Réunion du jeudi 17 février 2022 à 11h45
Commission des affaires sociales

Fabien Arakelian :

Je vous remercie pour votre invitation ; je pense cependant que les familles que je représente auraient préféré recevoir l'« invitation » des enquêteurs et des magistrats instructeurs – ce sera ma première observation, tirée de l'expérience des procédures que nous avons engagées. Pour rebondir sur votre question initiale, madame la présidente, c'est au procureur de la République qu'il faut demander pourquoi les plaintes sont classées sans suite. Mais je vous expliquerai comment la défense, après un classement sans suite, peut déposer une plainte avec constitution de partie civile.

J'ai noté que vos auditions portent sur la situation dans les établissements du groupe Orpea, mais mon propos sera beaucoup plus large. Depuis le premier confinement, j'ai été saisi d'un certain nombre de dossiers. Si le covid a été une porte d'entrée, on s'aperçoit que la pandémie a fait l'effet d'un révélateur sur des dysfonctionnements déjà existants. Et parler de dysfonctionnements peut être un euphémisme puisque je considère que certains faits constituent des infractions pénales.

À ce jour, mon cabinet dénombre une cinquantaine de dépôts de plainte – je pourrais en traiter beaucoup plus, mais ce ne serait pas sérieux, un travail de filtre est nécessaire –, une vingtaine d'ouvertures d'enquête préliminaire et une dizaine d'ouvertures d'information judiciaire, dans toute la France. Certains procureurs ont décidé d'ouvrir des enquêtes préliminaires, d'autres des informations judiciaires. À l'heure où je vous parle, il n'y a pas le début d'une mise en examen. Le pénaliste que je suis est particulièrement surpris – et c'est encore un euphémisme – par le traitement procédural de ces dossiers. La lenteur de la justice, que nous connaissons tous, est ici exacerbée : les enquêtes piétinent, c'est peu de le dire. Il a fallu que cet ouvrage paraisse pour que, d'un coup, les esprits se réveillent et qu'on se rende compte qu'il se jouait peut‑être, en effet, un petit scandale de santé publique au sein de ces EHPAD !

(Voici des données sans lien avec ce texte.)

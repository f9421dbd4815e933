//! Repository for the `settings` key/value table.

use sqlx::PgPool;

/// Provides access to application settings.
pub struct SettingRepo;

impl SettingRepo {
    /// Read a setting value, `None` when the key has never been set.
    pub async fn get(pool: &PgPool, key: &str) -> Result<Option<String>, sqlx::Error> {
        sqlx::query_scalar::<_, String>("SELECT value FROM settings WHERE key = $1")
            .bind(key)
            .fetch_optional(pool)
            .await
    }

    /// Insert or overwrite a setting.
    pub async fn set(pool: &PgPool, key: &str, value: &str) -> Result<(), sqlx::Error> {
        sqlx::query(
            "INSERT INTO settings (key, value) VALUES ($1, $2) \
             ON CONFLICT (key) DO UPDATE SET value = EXCLUDED.value, updated_at = NOW()",
        )
        .bind(key)
        .bind(value)
        .execute(pool)
        .await?;
        Ok(())
    }

    /// Insert a setting only if the key is missing.
    ///
    /// Returns `true` if the value was inserted.
    pub async fn insert_if_missing(
        pool: &PgPool,
        key: &str,
        value: &str,
    ) -> Result<bool, sqlx::Error> {
        let result = sqlx::query(
            "INSERT INTO settings (key, value) VALUES ($1, $2) ON CONFLICT (key) DO NOTHING",
        )
        .bind(key)
        .bind(value)
        .execute(pool)
        .await?;
        Ok(result.rows_affected() > 0)
    }
}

Pour illustrer le parcours judiciaire des familles et de l'avocat qui les accompagne, je vous donnerai des exemples de procédures diligentées au sein du cabinet. La plupart sont des procédures pénales, mais il arrive qu'on diligente des procédures civiles. Dans ce cas, la première question est de savoir qui assigner. Or nous nous rendons compte, en examinant ces groupes particulièrement bien organisés, combien la réponse est difficile. Ainsi, nous avons voulu diligenter une action civile pour engager la responsabilité délictuelle d'un EHPAD, à la suite d'un défaut de surveillance plus que caractérisé. Je me suis rendu compte, à la lecture de l'extrait Kbis que j'avais demandé, que la dénomination sociale n'était pas Korian – l'enseigne de l'établissement –, mais la société Medotels, qui gère vingt‑sept établissements du groupe. Bien sûr, ils en ont le droit, mais un avocat à l'esprit mal placé pourra en déduire que des sociétés servent d'écran pour que Korian n'apparaisse pas... Juridiquement parlant, c'est une première difficulté.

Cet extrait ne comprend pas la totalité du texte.